Pipes’s case against Gershman is that the NED supports the Center for the Study of Islam and Democracy (CSID) and that Gershman himself spoke at its 2004 annual conference.

For all my admiration of Pipes, I think his attack on Gershman is off-base. For starters, Gershman is not a “government figure.” The NED is funded by Congress, but it is privately incorporated, and Gershman is chosen by its board of mostly private citizens, not by any branch of the government. This is not a nit, because the NED’s effectiveness depends on this modest margin of separation from the government.

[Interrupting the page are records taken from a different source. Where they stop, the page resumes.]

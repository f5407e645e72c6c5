//! Error and Result types.

use std::error::Error as StdError;

use thiserror::Error;

/// Boxed source error returned by a [`Backend`](crate::backend::Backend) implementation.
pub type BackendError = Box<dyn StdError + Send + Sync + 'static>;

/// A specialized `Result` type used throughout this crate.
pub type Result<T, E = Error> = std::result::Result<T, E>;

/// Everything that can go wrong between a caller handing us a query and the
/// database receiving bytes.
#[derive(Debug, Error)]
pub enum Error {
    /// An invalid engine name, unknown compiler, or unknown symbolic OID name.
    /// Raised eagerly during configuration normalization; fatal to construction.
    #[error("invalid configuration: {0}")]
    Configuration(String),

    /// An operation was attempted in a [`DriverStatus`](crate::pool::DriverStatus)
    /// that forbids it (e.g. `query` before `start`, `stop` twice).
    #[error("driver is not in a state that permits this operation: {0}")]
    DriverState(String),

    /// `begin` while already in a transaction, or `commit`/`rollback` outside one.
    #[error("invalid transaction state: {0}")]
    TransactionState(String),

    /// A failure propagated from the underlying connection: connection
    /// establishment or a query failure.
    #[error("backend error: {0}")]
    Backend(#[source] BackendError),
}

impl Error {
    pub(crate) fn backend<E>(err: E) -> Self
    where
        E: StdError + Send + Sync + 'static,
    {
        Error::Backend(Box::new(err))
    }
}

/// Synthetic source error for [`Error::Backend`] when the failure isn't
/// itself a single [`BackendError`] — namely the terminal failure-budget
/// case, where every still-queued callback is failed with
/// the same summary rather than the specific connect error that exhausted
/// the budget (which has already been logged and can't be cloned).
#[derive(Debug)]
pub(crate) struct ExhaustedFailureBudget(pub(crate) String);

impl std::fmt::Display for ExhaustedFailureBudget {
    fn fmt(&self, f: &mut std::fmt::Formatter<'_>) -> std::fmt::Result {
        f.write_str(&self.0)
    }
}

impl StdError for ExhaustedFailureBudget {}
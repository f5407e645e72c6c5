//! The pluggable query compiler.
//!
//! `q` handed to [`Driver::query`](crate::pool::Driver::query) may be a plain
//! string or any type exposing a `compile_query()`. [`Compiler::compile`] is
//! always given the chance to transform that text before it reaches the
//! backend; the default just passes it through.

/// Anything that can produce its own canonical SQL text.
///
/// Implemented for `str` and `String` out of the box. A query-builder type
/// from an external crate implements this directly instead of requiring a
/// blanket conversion, which keeps this trait's impls coherence-safe (see the
/// `&Q` impl below, mirrored after `sqlx_core::execute::Execute`).
pub trait Query: Send + Sync {
    fn compile_query(&self) -> String;
}

impl Query for str {
    fn compile_query(&self) -> String {
        self.to_owned()
    }
}

impl Query for String {
    fn compile_query(&self) -> String {
        self.clone()
    }
}

impl<Q: Query + ?Sized> Query for &Q {
    fn compile_query(&self) -> String {
        (**self).compile_query()
    }
}

/// A pluggable compiler turning a [`Query`] into final SQL text.
///
/// This is an external collaborator in the distilled spec (the "xql" SQL
/// builder library lives outside this crate); only the identity compiler is
/// implemented here.
pub trait Compiler: Send + Sync {
    fn compile(&self, query: &dyn Query) -> String;
}

/// `compile(q) -> String(q)`. The default compiler.
#[derive(Debug, Default)]
pub struct IdentityCompiler;

impl Compiler for IdentityCompiler {
    fn compile(&self, query: &dyn Query) -> String {
        query.compile_query()
    }
}

#[cfg(test)]
mod tests {
    use super::*;

    #[test]
    fn identity_compiler_passes_strings_through() {
        let compiler = IdentityCompiler;
        assert_eq!(compiler.compile(&"SELECT 1"), "SELECT 1");
        assert_eq!(compiler.compile(&String::from("SELECT 2")), "SELECT 2");
    }
}
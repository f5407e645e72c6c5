//! The dialect adapter layer and the engine registry that resolves a
//! dialect tag (e.g. `"pgsql"`) to one.
//!
//! A small enumerated match stands in for dynamic module loading — Rust has
//! no `require`-by-convention, and the pluggable-dialect model doesn't need
//! one (see `DESIGN.md`).

pub mod postgres;

use crate::error::{Error, Result};

/// Connection parameters normalized out of a [`crate::config::Config`],
/// handed to a [`Dialect`] to build a connection URL.
#[derive(Debug, Clone, Default)]
pub struct ConnectionParams {
    pub host: Option<String>,
    pub port: Option<u16>,
    pub username: Option<String>,
    pub password: Option<String>,
    pub database: Option<String>,
}

/// A thin adapter over [`crate::pool::Driver`]: knows how to build a
/// connection URL for its dialect. Installing per-OID type parsers on new
/// connections and resolving symbolic OID names are handled generically by
/// [`crate::config`] and [`crate::pool`] once normalized to numeric OIDs, so
/// they are not repeated here per dialect.
pub trait Dialect: Send + Sync {
    /// The tag this dialect is registered under (e.g. `"pgsql"`).
    fn tag(&self) -> &'static str;

    /// Builds the connection URL passed to [`crate::backend::Backend::connect`].
    fn connection_url(&self, params: &ConnectionParams) -> String;
}

/// Resolves an engine tag to its [`Dialect`] adapter. An unrecognized tag
/// fails with [`Error::Configuration`] (the tag's syntax is validated
/// separately, in [`crate::config`]).
pub fn resolve(tag: &str) -> Result<Box<dyn Dialect>> {
    match tag {
        "pgsql" => Ok(Box::new(postgres::PgDialect)),
        other => Err(Error::Configuration(format!(
            "unknown engine '{other}' (no dialect adapter is registered for it)"
        ))),
    }
}

#[cfg(test)]
mod tests {
    use super::*;

    #[test]
    fn resolves_pgsql() {
        assert_eq!(resolve("pgsql").unwrap().tag(), "pgsql");
    }

    #[test]
    fn unknown_engine_is_a_configuration_error() {
        assert!(matches!(resolve("nope"), Err(Error::Configuration(_))));
    }
}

More importantly, I don’t buy Pipes’s take on the CSID or his criticism of Gershman for involvement with it. I myself am a member of CSID and spoke at its 2006 conference. In addition to speaking, I attended the entire weekend. I found it an interesting mix. It included Islamists or Islamist-sympathizers who called themselves democrats. It also included liberals whose democratic credentials were not in question.

Its keynote speaker was Laith Kubha of Gershman’s NED (the same man who was for a time spokesman for the Iraqi government). His speech was remarkable. Its main theme? How Iraqis, instead of focusing on what America did wrong in Iraq, should confront what they themselves did wrong. It was certainly not what one would expect to hear at a jihadist gathering, and it went over well. I share Pipes’s suspicion of Islamists who profess democracy. But I don’t expect genuine Muslim democrats to blackball Islamists who call themselves democrats. I expect them to argue with them. Which is exactly what was going on at the CSID conference. (Not to mention that the CSID puts the likes of me on its programs.)

Pipes has argued cogently that the solution to extremist Islam is moderate Islam. (I don’t like the term “moderate Islam,” but that is for another occasion.) The CSID looked to me precisely like an arena in which “moderates” were confronting Islamists. What sense does it make to anathematize that as “consorting with the enemy?”